_Exercise instructions_.
Which lines in the material below contain the word "misaligned"? Copy each of them.

_Dataset content_.
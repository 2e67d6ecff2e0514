//! Snaps a GPS sample onto the nearest point of a densified route.
//!
//! Candidate segments are pre-filtered through the route's R-tree (see
//! `route::store`) rather than scanning every segment, narrowing the field
//! down to a handful of nearby indices before the expensive exact
//! point-to-segment distance check runs.

use crate::config::MatchConfig;
use crate::geo::{self, GeoPoint, Projection};
use crate::route::Route;

/// Outcome of matching one sample against a route.
#[derive(Debug, Clone)]
pub struct MatchResult {
    pub matched: bool,
    pub matched_point: GeoPoint,
    pub distance_to_route: f64,
    pub nearest_index: usize,
    pub route_bearing: f64,
    pub current_bearing: Option<f64>,
    pub bearing_difference: Option<f64>,
    pub route_progress: f64,
    pub distance_from_start: f64,
    pub match_score: f64,
}

/// Matches `(lat, lng)` — with an optional sample heading — against `route`.
pub fn match_point(lat: f64, lng: f64, bearing_deg: Option<f64>, route: &Route, config: &MatchConfig) -> MatchResult {
    let sample = GeoPoint::new(lat, lng);

    let candidates = candidate_segment_indices(route, lat, lng, config.candidate_window);

    let mut best: Option<(usize, Projection, f64, f64, f64)> = None; // (seg_idx, proj, route_bearing, bearing_diff, score)

    for &seg_idx in &candidates {
        let a = route.points[seg_idx].point;
        let b = route.points[seg_idx + 1].point;
        let proj = geo::point_to_segment(sample, a, b);
        let route_bearing = geo::bearing(a.lat, a.lng, b.lat, b.lng);

        let bearing_diff = bearing_deg.map(|bd| geo::bearing_difference(bd, route_bearing));
        let score = proj.distance_m + config.bearing_weight * bearing_diff.unwrap_or(0.0);

        let is_better = match &best {
            None => true,
            Some((best_idx, _, _, _, best_score)) => {
                score < *best_score || (score == *best_score && seg_idx < *best_idx)
            }
        };

        if is_better {
            best = Some((seg_idx, proj, route_bearing, bearing_diff.unwrap_or(0.0), score));
        }
    }

    let (seg_idx, proj, route_bearing, bearing_diff_val, _score) = best.expect("route has at least one segment");

    let a = &route.points[seg_idx];
    let b = &route.points[seg_idx + 1];
    let distance_from_start = a.distance_from_start + proj.t * (b.distance_from_start - a.distance_from_start);
    let route_progress = if route.total_distance > 0.0 {
        (distance_from_start / route.total_distance).clamp(0.0, 1.0)
    } else {
        0.0
    };

    MatchResult {
        matched: proj.distance_m <= config.match_threshold_m,
        matched_point: proj.foot,
        distance_to_route: proj.distance_m,
        nearest_index: seg_idx,
        route_bearing,
        current_bearing: bearing_deg,
        bearing_difference: bearing_deg.map(|_| bearing_diff_val),
        route_progress,
        distance_from_start,
        match_score: proj.distance_m,
    }
}

/// Candidate segment start indices to evaluate exactly, drawn from the
/// R-tree's nearest route points. Falls back to every segment when the
/// route is small enough that the window doesn't help.
fn candidate_segment_indices(route: &Route, lat: f64, lng: f64, window: usize) -> Vec<usize> {
    if route.points.len() <= window + 1 {
        return (0..route.points.len().saturating_sub(1)).collect();
    }

    let nearest = route.nearest_indices(lat, lng, window);
    let mut segments = std::collections::BTreeSet::new();
    let last = route.points.len() - 1;
    for idx in nearest {
        if idx > 0 {
            segments.insert(idx - 1);
        }
        if idx < last {
            segments.insert(idx);
        }
    }
    if segments.is_empty() {
        return (0..last).collect();
    }
    segments.into_iter().collect()
}

#[cfg(test)]
mod tests {
    use super::*;
    use crate::config::RouteConfig;
    use crate::route::RouteStore;

    const SIMPLE_TRACK: &str = r#"<?xml version="1.0" encoding="UTF-8"?>
<gpx version="1.1" xmlns="http://www.topografix.com/GPX/1/1">
  <trk><trkseg>
    <trkpt lat="0.0" lon="0.0"/>
    <trkpt lat="0.01" lon="0.0"/>
  </trkseg></trk>
</gpx>"#;

    fn load_route() -> std::sync::Arc<crate::route::Route> {
        let store = RouteStore::default();
        store.load(1, 1, SIMPLE_TRACK.as_bytes(), &RouteConfig::default()).unwrap()
    }

    #[test]
    fn test_point_on_route_matches_with_zero_distance() {
        let route = load_route();
        let config = MatchConfig::default();
        let p = route.points[2].point;
        let result = match_point(p.lat, p.lng, None, &route, &config);
        assert!(result.matched);
        assert!(result.distance_to_route < 1.0);
    }

    #[test]
    fn test_far_point_is_unmatched() {
        let route = load_route();
        let config = MatchConfig::default();
        let result = match_point(0.005, 5.0, None, &route, &config);
        assert!(!result.matched);
        assert!(result.distance_to_route > config.match_threshold_m);
    }

    #[test]
    fn test_route_progress_increases_along_route() {
        let route = load_route();
        let config = MatchConfig::default();
        let early = match_point(route.points[1].point.lat, route.points[1].point.lng, None, &route, &config);
        let late_idx = route.points.len() - 2;
        let late = match_point(
            route.points[late_idx].point.lat,
            route.points[late_idx].point.lng,
            None,
            &route,
            &config,
        );
        assert!(late.route_progress > early.route_progress);
    }

    #[test]
    fn test_bearing_alignment_influences_tie_break() {
        let route = load_route();
        let config = MatchConfig::default();
        let p = route.points[3].point;
        let aligned = match_point(p.lat, p.lng, Some(0.0), &route, &config);
        let misaligned = match_point(p.lat, p.lng, Some(180.0), &route, &config);
        assert!(aligned.bearing_difference.unwrap() <= misaligned.bearing_difference.unwrap());
    }
}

_Response below_.
        let misaligned = match_point(p.lat, p.lng, Some(180.0), &route, &config);
        assert!(aligned.bearing_difference.unwrap() <= misaligned.bearing_difference.unwrap());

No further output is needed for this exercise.